The record links to 4 conditions, with Surgery appearing as the primary indexed condition, and to 3 interventions — of which NSAID is the first listed. Interventions can include drugs, devices, procedures, behavioral programs, or observational arms, and each is tracked as a separate registry field so that downstream queries can filter accurately. When a trial lists multiple interventions, it usually reflects a multi-arm design or a comparison protocol rather than a single treatment being tested in isolation. The brief summary published in the registry is the clearest source of protocol intent and should be read before drawing conclusions from any sidebar tags.
Geographic footprint matters for practical reasons: NCT01958320 reports 18 study locations spanning 10 distinct geographic areas — top geographies include California, Other, Illinois. A larger site network tends to correlate with broader recruitment capacity, but it does not imply anything about study quality, and site-level enrollment status can diverge from the overall registry status shown above. Every data point on this page comes from the public ClinicalTrials.gov dataset and is reproduced here for reference only; it is not a medical recommendation, an endorsement of the sponsor, or an invitation to enroll. Verify current status, eligibility criteria, and contact details directly at ClinicalTrials.gov, and discuss any participation decision with your own healthcare provider.
Frequently Asked Questions
What is clinical trial NCT01958320 about?
NCT01958320 is a clinical study titled "Early Treatment Versus Delayed Conservative Treatment of the Patent Ductus Arteriosus". The primary goal of the trial is to compare two different Patent Ductus Arteriosus (PDA) treatment approaches: 1) an "early treatment" approach or 2) a "conservative" approach. For the purposes of the study infants will be enrolled if they are delivered before 28 weeks gestation and have a moderate/...
What is the current status of trial NCT01958320?
This trial is currently completed. It is a Phase 2 study. The enrollment target is 202 participants. The study started on 2013-12. Estimated completion is 2017-06.
What conditions does trial NCT01958320 study?
This clinical trial studies the following conditions: Surgery, Necrotizing Enterocolitis, Patent Ductus Arteriosus, Intestinal Perforation. These conditions were identified from the trial registry and reflect the primary focus areas of the research.
What interventions are being tested in trial NCT01958320?
The interventions under investigation include: NSAID (DRUG), pharmacologic treatment of the PDA (OTHER), no pharmacologic treatment of the PDA (OTHER).
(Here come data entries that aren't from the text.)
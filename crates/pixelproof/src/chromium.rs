//! Chromium over the DevTools protocol (feature `browser`).
//!
//! The driver owns a tokio runtime and blocks on each CDP call, so it
//! fits the synchronous [`PageDriver`] trait. Elements are located by
//! evaluating JavaScript in the page; handles carry their locator and
//! match index and are resolved again for every interaction.

use crate::config::RunConfig;
use crate::driver::{ElementHandle, Locator, PageDriver, Rect};
use crate::result::{ProofError, ProofResult};
use chromiumoxide::browser::{Browser as CdpBrowser, BrowserConfig as CdpConfig};
use chromiumoxide::cdp::browser_protocol::emulation::SetDeviceMetricsOverrideParams;
use chromiumoxide::cdp::browser_protocol::page::{CaptureScreenshotFormat, CaptureScreenshotParams};
use chromiumoxide::page::Page as CdpPage;
use futures::StreamExt;
use serde::Deserialize;
use tokio::runtime::Runtime;
use tokio::task::JoinHandle;

/// Defines `__pp_lookup(by, value)`, returning the matching elements
const LOOKUP_JS: &str = r"
const __pp_lookup = (by, value) => {
  if (by === 'xpath') {
    const snap = document.evaluate(value, document, null, XPathResult.ORDERED_NODE_SNAPSHOT_TYPE, null);
    const out = [];
    for (let i = 0; i < snap.snapshotLength; i++) out.push(snap.snapshotItem(i));
    return out;
  }
  return Array.from(document.querySelectorAll(value));
};";

#[derive(Debug, Deserialize)]
struct FoundElement {
    tag: String,
    x: f64,
    y: f64,
    width: f64,
    height: f64,
    text: Option<String>,
}

/// Real browser session driving one page
#[derive(Debug)]
pub struct ChromiumDriver {
    runtime: Runtime,
    browser: CdpBrowser,
    page: CdpPage,
    handler: JoinHandle<()>,
    closed: bool,
}

impl ChromiumDriver {
    /// Launch Chromium with the run's viewport and headless setting
    pub fn launch(config: &RunConfig) -> ProofResult<Self> {
        let runtime = tokio::runtime::Builder::new_multi_thread()
            .enable_all()
            .build()?;

        let mut builder = CdpConfig::builder()
            .window_size(config.window_width, config.window_height)
            .no_sandbox();
        if !config.headless {
            builder = builder.with_head();
        }
        let cdp_config = builder.build().map_err(ProofError::driver)?;

        let (browser, mut handler) = runtime
            .block_on(CdpBrowser::launch(cdp_config))
            .map_err(|e| ProofError::driver(format!("cannot launch chromium: {e}")))?;

        let handler = runtime.spawn(async move {
            while let Some(h) = handler.next().await {
                if h.is_err() {
                    break;
                }
            }
        });

        let page = runtime
            .block_on(browser.new_page("about:blank"))
            .map_err(|e| ProofError::driver(e.to_string()))?;

        let mut driver = Self {
            runtime,
            browser,
            page,
            handler,
            closed: false,
        };
        driver.set_window_size(config.window_width, config.window_height)?;
        tracing::info!(headless = config.headless, "launched chromium");
        Ok(driver)
    }

    fn evaluate<T: serde::de::DeserializeOwned>(&self, expr: String) -> ProofResult<T> {
        self.runtime.block_on(async {
            self.page
                .evaluate(expr)
                .await
                .map_err(|e| ProofError::driver(format!("script failed: {e}")))?
                .into_value::<T>()
                .map_err(|e| ProofError::driver(format!("unexpected script result: {e}")))
        })
    }

    /// Run `body` with `el` bound to the handle's element
    fn with_element<T: serde::de::DeserializeOwned>(&self, element: &ElementHandle, body: &str) -> ProofResult<T> {
        let lookup = lookup_call(&element.locator)?;
        let expr = format!(
            "(() => {{ {LOOKUP_JS} const el = {lookup}[{index}]; if (!el) return null; {body} }})()",
            index = element.index
        );
        let value: Option<T> = self.evaluate(expr)?;
        value.ok_or_else(|| ProofError::ElementNotFound {
            locator: element.locator.to_string(),
        })
    }
}

fn lookup_call(locator: &Locator) -> ProofResult<String> {
    let (by, value) = match locator {
        Locator::XPath(xpath) => ("xpath", xpath.clone()),
        other => ("css", other.to_css().unwrap_or_default()),
    };
    Ok(format!("__pp_lookup('{by}', {})", serde_json::to_string(&value)?))
}

fn find_script(locator: &Locator) -> ProofResult<String> {
    let lookup = lookup_call(locator)?;
    Ok(format!(
        "(() => {{ {LOOKUP_JS} return {lookup}.map(el => {{ \
         const r = el.getBoundingClientRect(); \
         return {{ tag: el.tagName.toLowerCase(), x: r.x, y: r.y, width: r.width, height: r.height, \
         text: el.textContent }}; }}); }})()"
    ))
}

impl PageDriver for ChromiumDriver {
    fn navigate(&mut self, url: &str) -> ProofResult<()> {
        self.runtime
            .block_on(async {
                self.page.goto(url).await?;
                self.page.wait_for_navigation().await?;
                Ok::<_, chromiumoxide::error::CdpError>(())
            })
            .map_err(|e| ProofError::driver(format!("navigation to {url} failed: {e}")))?;
        tracing::debug!(url, "navigated");
        Ok(())
    }

    fn current_url(&self) -> ProofResult<String> {
        let url = self
            .runtime
            .block_on(self.page.url())
            .map_err(|e| ProofError::driver(e.to_string()))?;
        Ok(url.unwrap_or_default())
    }

    fn find_element(&self, locator: &Locator) -> ProofResult<Option<ElementHandle>> {
        Ok(self.find_elements(locator)?.into_iter().next())
    }

    fn find_elements(&self, locator: &Locator) -> ProofResult<Vec<ElementHandle>> {
        let found: Vec<FoundElement> = self.evaluate(find_script(locator)?)?;
        Ok(found
            .into_iter()
            .enumerate()
            .map(|(index, el)| ElementHandle {
                locator: locator.clone(),
                index,
                tag_name: el.tag,
                rect: Rect::new(el.x, el.y, el.width, el.height),
                text: el.text,
            })
            .collect())
    }

    fn click(&mut self, element: &ElementHandle) -> ProofResult<()> {
        let _: bool = self.with_element(element, "el.click(); return true;")?;
        Ok(())
    }

    fn send_keys(&mut self, element: &ElementHandle, text: &str) -> ProofResult<()> {
        let body = format!(
            "el.focus(); el.value = (el.value || '') + {}; \
             el.dispatchEvent(new Event('input', {{ bubbles: true }})); return true;",
            serde_json::to_string(text)?
        );
        let _: bool = self.with_element(element, &body)?;
        Ok(())
    }

    fn css_value(&self, element: &ElementHandle, property: &str) -> ProofResult<String> {
        let body = format!(
            "return getComputedStyle(el).getPropertyValue({});",
            serde_json::to_string(property)?
        );
        self.with_element(element, &body)
    }

    fn execute_script(&mut self, script: &str) -> ProofResult<serde_json::Value> {
        let result = self
            .runtime
            .block_on(self.page.evaluate(script))
            .map_err(|e| ProofError::driver(format!("script failed: {e}")))?;
        Ok(result.value().cloned().unwrap_or(serde_json::Value::Null))
    }

    fn screenshot(&mut self) -> ProofResult<Vec<u8>> {
        let params = CaptureScreenshotParams::builder()
            .format(CaptureScreenshotFormat::Png)
            .build();
        let screenshot = self
            .runtime
            .block_on(self.page.execute(params))
            .map_err(|e| ProofError::driver(format!("screenshot failed: {e}")))?;

        use base64::Engine;
        base64::engine::general_purpose::STANDARD
            .decode(&screenshot.data)
            .map_err(|e| ProofError::driver(format!("screenshot data: {e}")))
    }

    fn set_window_size(&mut self, width: u32, height: u32) -> ProofResult<()> {
        let params =
            SetDeviceMetricsOverrideParams::new(i64::from(width), i64::from(height), 1.0, false);
        self.runtime
            .block_on(self.page.execute(params))
            .map_err(|e| ProofError::driver(format!("cannot resize viewport: {e}")))?;
        Ok(())
    }

    fn close(&mut self) -> ProofResult<()> {
        if self.closed {
            return Ok(());
        }
        self.closed = true;
        let result = self.runtime.block_on(self.browser.close());
        self.handler.abort();
        result.map_err(|e| ProofError::driver(format!("cannot close chromium: {e}")))?;
        tracing::info!("closed chromium");
        Ok(())
    }
}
Each intervention is being evaluated for safety and efficacy as part of this clinical study.
Who is sponsoring clinical trial NCT01958320?
This trial is sponsored by University of California, San Francis, which has 1,574 total clinical trials registered on ClinicalTrials.gov. The sponsor is responsible for the study's design, funding, and regulatory compliance.
Where is trial NCT01958320 being conducted?
This trial has 18 study locations across California, Florida, Illinois, Maryland, Minnesota. Contact the study sites directly through ClinicalTrials.gov for enrollment availability.
Learn More About Clinical Trials
How Clinical Trials Work
Understand phases 1-4, trial design, randomization, and the informed consent process.
Patient Rights in Clinical Trials
Your rights as a participant: consent, withdrawal, privacy, and who to contact.
Finding the Right Clinical Trial
A practical guide to searching trials, understanding eligibility, and evaluating options.
All Guides
Browse our complete library of clinical trial educational resources.
Read our methodology — how this data is sourced, computed, and verified.